Cabane(s)

“Du reste, je suis persuadé que si l’on brandit des branches, c’est bientôt pour construire des cabanes. La littérature, pour ceux de mon espèce, consisterait à célébrer soukkot, la fête des cabanes — lorsque, toujours provisoirement, on quitte son logis pour s’inventer une précarité, pour se mettre à la merci des avanies, des joies, des surgissements, et que l’on fabrique une structure à la fois neuve et archaïque, avec des branches — et ce qu’il faut de crottin de cheval.

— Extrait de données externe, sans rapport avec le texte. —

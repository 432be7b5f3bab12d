//! Supervisor startup ordering, failure handling and shutdown.
//!
//! Managed processes are real (`sleep`, `sh`); the control planes are
//! recording stubs.

#![cfg(unix)]

mod common;

use std::path::PathBuf;
use std::sync::Arc;
use std::time::Duration;

use common::{MeshStep, RecordingIpsec, RecordingMesh};
use tailswan_core::{
    IpsecConfig, MeshConfig, ProcessCommand, ServeConfig, ServiceCommands, SupervisorConfig,
    SupervisorTimings,
};
use tailswan_runtime::{ReadinessError, Service, SessionState, Supervisor, SupervisorError};
use tokio_util::sync::CancellationToken;

fn sleeper() -> ProcessCommand {
    ProcessCommand::new("sleep", ["30"])
}

fn fast_timings() -> SupervisorTimings {
    SupervisorTimings {
        settle_delay: Duration::from_millis(10),
        readiness_timeout: Duration::from_secs(2),
        readiness_poll_interval: Duration::from_millis(10),
        stop_grace: Duration::from_secs(2),
    }
}

fn config(embedded: bool, ipsec: IpsecConfig, control_server: ProcessCommand) -> SupervisorConfig {
    let mesh = MeshConfig {
        hostname: "gw".to_string(),
        embedded,
        ..MeshConfig::default()
    };
    SupervisorConfig::new(8080, mesh, ipsec)
        .with_commands(ServiceCommands {
            ipsec: sleeper(),
            control_server,
            mesh_daemon: sleeper(),
        })
        .with_timings(fast_timings())
}

fn ipsec_config(auto_start: bool, connections: &[&str]) -> IpsecConfig {
    IpsecConfig {
        config_path: PathBuf::from("/etc/swanctl/swanctl.conf"),
        auto_start,
        connections: connections.iter().map(ToString::to_string).collect(),
    }
}

#[tokio::test]
async fn test_full_startup_order() {
    let ipsec = Arc::new(RecordingIpsec::default());
    let mesh = Arc::new(RecordingMesh::default());
    let supervisor = Supervisor::new(
        config(false, ipsec_config(true, &["site-a"]), sleeper()),
        ipsec.clone(),
        mesh.clone(),
    );

    supervisor.start(&CancellationToken::new()).await.unwrap();
    assert_eq!(supervisor.state().await, SessionState::Running);

    assert_eq!(
        ipsec.calls(),
        [
            "load_config:/etc/swanctl/swanctl.conf",
            "initiate:site-a"
        ]
    );
    assert_eq!(
        &mesh.calls()[..4],
        ["status", "up:gw", "set_serve_config", "serve_config"]
    );
    assert_eq!(
        mesh.applied_serve_config(),
        Some(ServeConfig::reverse_proxy(8080))
    );
    for service in [Service::Ipsec, Service::ControlServer, Service::MeshDaemon] {
        assert!(supervisor.process(service).is_running().await, "{service}");
    }

    supervisor.stop().await;
    assert_eq!(supervisor.state().await, SessionState::Stopped);
    for service in [Service::Ipsec, Service::ControlServer, Service::MeshDaemon] {
        assert!(!supervisor.process(service).is_running().await, "{service}");
    }
}

#[tokio::test]
async fn test_control_server_failure_aborts_startup() {
    let ipsec = Arc::new(RecordingIpsec::default());
    let mesh = Arc::new(RecordingMesh::default());
    let broken = ProcessCommand::new("/nonexistent/controlserver", Vec::<String>::new());
    let supervisor = Supervisor::new(
        config(false, ipsec_config(false, &[]), broken),
        ipsec.clone(),
        mesh.clone(),
    );

    let err = supervisor
        .start(&CancellationToken::new())
        .await
        .unwrap_err();
    assert!(matches!(
        err,
        SupervisorError::StartProcess {
            service: Service::ControlServer,
            ..
        }
    ));

    assert!(mesh.calls().is_empty(), "no mesh step may run");
    assert!(!supervisor.process(Service::Ipsec).is_running().await);
    assert!(!supervisor.process(Service::MeshDaemon).is_running().await);
    assert_eq!(supervisor.state().await, SessionState::Stopped);
}

/// Start a full (non-embedded) session whose mesh fails at `step`.
async fn start_with_failing_mesh(
    step: MeshStep,
) -> (Supervisor, Arc<RecordingMesh>, SupervisorError) {
    let mesh = Arc::new(RecordingMesh::failing_at(step));
    let timings = SupervisorTimings {
        readiness_timeout: Duration::from_millis(200),
        ..fast_timings()
    };
    let supervisor = Supervisor::new(
        config(false, ipsec_config(false, &[]), sleeper()).with_timings(timings),
        Arc::new(RecordingIpsec::default()),
        mesh.clone(),
    );
    let err = supervisor
        .start(&CancellationToken::new())
        .await
        .unwrap_err();
    (supervisor, mesh, err)
}

async fn assert_torn_down(supervisor: &Supervisor) {
    for service in [Service::Ipsec, Service::ControlServer, Service::MeshDaemon] {
        assert!(!supervisor.process(service).is_running().await, "{service}");
    }
    assert_eq!(supervisor.state().await, SessionState::Stopped);
    assert!(supervisor.broadcaster().is_closed().await);
}

#[tokio::test]
async fn test_mesh_never_ready_aborts_startup() {
    let (supervisor, mesh, err) = start_with_failing_mesh(MeshStep::Status).await;

    assert!(matches!(
        err,
        SupervisorError::MeshNotReady(ReadinessError::TimedOut { .. })
    ));
    let calls = mesh.calls();
    assert!(calls.len() > 1, "readiness was not polled: {calls:?}");
    assert!(calls.iter().all(|c| c == "status"), "{calls:?}");
    assert_torn_down(&supervisor).await;
}

#[tokio::test]
async fn test_mesh_up_failure_aborts_startup() {
    let (supervisor, mesh, err) = start_with_failing_mesh(MeshStep::Up).await;

    assert!(matches!(err, SupervisorError::MeshUp(_)));
    assert_eq!(mesh.calls(), ["status", "up:gw"]);
    assert_eq!(mesh.applied_serve_config(), None);
    assert_torn_down(&supervisor).await;
}

#[tokio::test]
async fn test_serve_config_failure_aborts_startup() {
    let (supervisor, mesh, err) = start_with_failing_mesh(MeshStep::SetServeConfig).await;

    assert!(matches!(err, SupervisorError::ServeConfig(_)));
    assert_eq!(mesh.calls(), ["status", "up:gw", "set_serve_config"]);
    assert_torn_down(&supervisor).await;
}

#[tokio::test]
async fn test_auto_start_failure_does_not_stop_others() {
    let ipsec = Arc::new(RecordingIpsec::failing_on(&["site-b"]));
    let mesh = Arc::new(RecordingMesh::default());
    let supervisor = Supervisor::new(
        config(true, ipsec_config(true, &["site-a", "site-b", "site-c"]), sleeper()),
        ipsec.clone(),
        mesh.clone(),
    );

    supervisor.start(&CancellationToken::new()).await.unwrap();

    let initiated: Vec<String> = ipsec
        .calls()
        .into_iter()
        .filter(|c| c.starts_with("initiate:"))
        .collect();
    assert_eq!(
        initiated,
        ["initiate:site-a", "initiate:site-b", "initiate:site-c"]
    );
    // Embedded mesh: the daemon is neither started nor configured.
    assert!(mesh.calls().is_empty());
    assert!(!supervisor.process(Service::MeshDaemon).is_running().await);

    supervisor.stop().await;
}

#[tokio::test]
async fn test_auto_start_disabled_initiates_nothing() {
    let ipsec = Arc::new(RecordingIpsec::default());
    let supervisor = Supervisor::new(
        config(true, ipsec_config(false, &["site-a"]), sleeper()),
        ipsec.clone(),
        Arc::new(RecordingMesh::default()),
    );

    supervisor.start(&CancellationToken::new()).await.unwrap();
    assert!(!ipsec.calls().iter().any(|c| c.starts_with("initiate:")));
    supervisor.stop().await;
}

#[tokio::test]
async fn test_process_exit_is_reported_once() {
    let crashing = ProcessCommand::new("sh", ["-c", "sleep 0.2; exit 1"]);
    let supervisor = Supervisor::new(
        config(true, ipsec_config(false, &[]), crashing),
        Arc::new(RecordingIpsec::default()),
        Arc::new(RecordingMesh::default()),
    );
    let mut errors = supervisor.errors().unwrap();
    assert!(supervisor.errors().is_none(), "receiver is handed out once");

    supervisor.start(&CancellationToken::new()).await.unwrap();

    let err = tokio::time::timeout(Duration::from_secs(5), errors.recv())
        .await
        .expect("process exit not reported")
        .unwrap();
    match err {
        SupervisorError::ProcessExited { service, .. } => {
            assert_eq!(service, Service::ControlServer);
        }
        other => panic!("unexpected error: {other}"),
    }

    supervisor.stop().await;
    assert!(errors.try_recv().is_err());
}

#[tokio::test]
async fn test_stop_is_idempotent_and_silent() {
    let supervisor = Supervisor::new(
        config(true, ipsec_config(false, &[]), sleeper()),
        Arc::new(RecordingIpsec::default()),
        Arc::new(RecordingMesh::default()),
    );
    let mut errors = supervisor.errors().unwrap();

    supervisor.start(&CancellationToken::new()).await.unwrap();
    supervisor.stop().await;
    supervisor.stop().await;

    assert_eq!(supervisor.state().await, SessionState::Stopped);
    assert!(supervisor.broadcaster().is_closed().await);
    tokio::time::sleep(Duration::from_millis(100)).await;
    assert!(errors.try_recv().is_err());
}

#[tokio::test]
async fn test_second_start_is_rejected() {
    let supervisor = Supervisor::new(
        config(true, ipsec_config(false, &[]), sleeper()),
        Arc::new(RecordingIpsec::default()),
        Arc::new(RecordingMesh::default()),
    );
    let ctx = CancellationToken::new();

    supervisor.start(&ctx).await.unwrap();
    let err = supervisor.start(&ctx).await.unwrap_err();
    assert!(matches!(
        err,
        SupervisorError::InvalidState(SessionState::Running)
    ));

    supervisor.stop().await;
}

#[tokio::test]
async fn test_cancelled_context_aborts_startup() {
    let supervisor = Supervisor::new(
        config(true, ipsec_config(false, &[]), sleeper()),
        Arc::new(RecordingIpsec::default()),
        Arc::new(RecordingMesh::default()),
    );
    let ctx = CancellationToken::new();
    ctx.cancel();

    let err = supervisor.start(&ctx).await.unwrap_err();
    assert!(matches!(err, SupervisorError::Cancelled));
    assert!(!supervisor.process(Service::Ipsec).is_running().await);
    assert!(!supervisor.process(Service::ControlServer).is_running().await);
}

On peut penser que la cabane n’est qu’un lieu d’affreuse solitude, on peut se dire que c’est le lot de Caïn d’aller y vivre, mais avant de la démolir on se souviendra qu’elle est aussi l’espace où retrouver à volonté “la fraîcheur d’émotion de l’enfance” (André Breton), un instrument qui permet de lutter contre “tout ce qui dépouille l’homme de son étonnement” (Pascal Quignard). Celui qui bâtit une cabane n’a qu’une hâte, qu’une idée en tête, et c’est d’y accueillir un invité de choix — une folle, un fuyard, le Christ ou le premier venu, celui que rien encore ne distingue des autres.”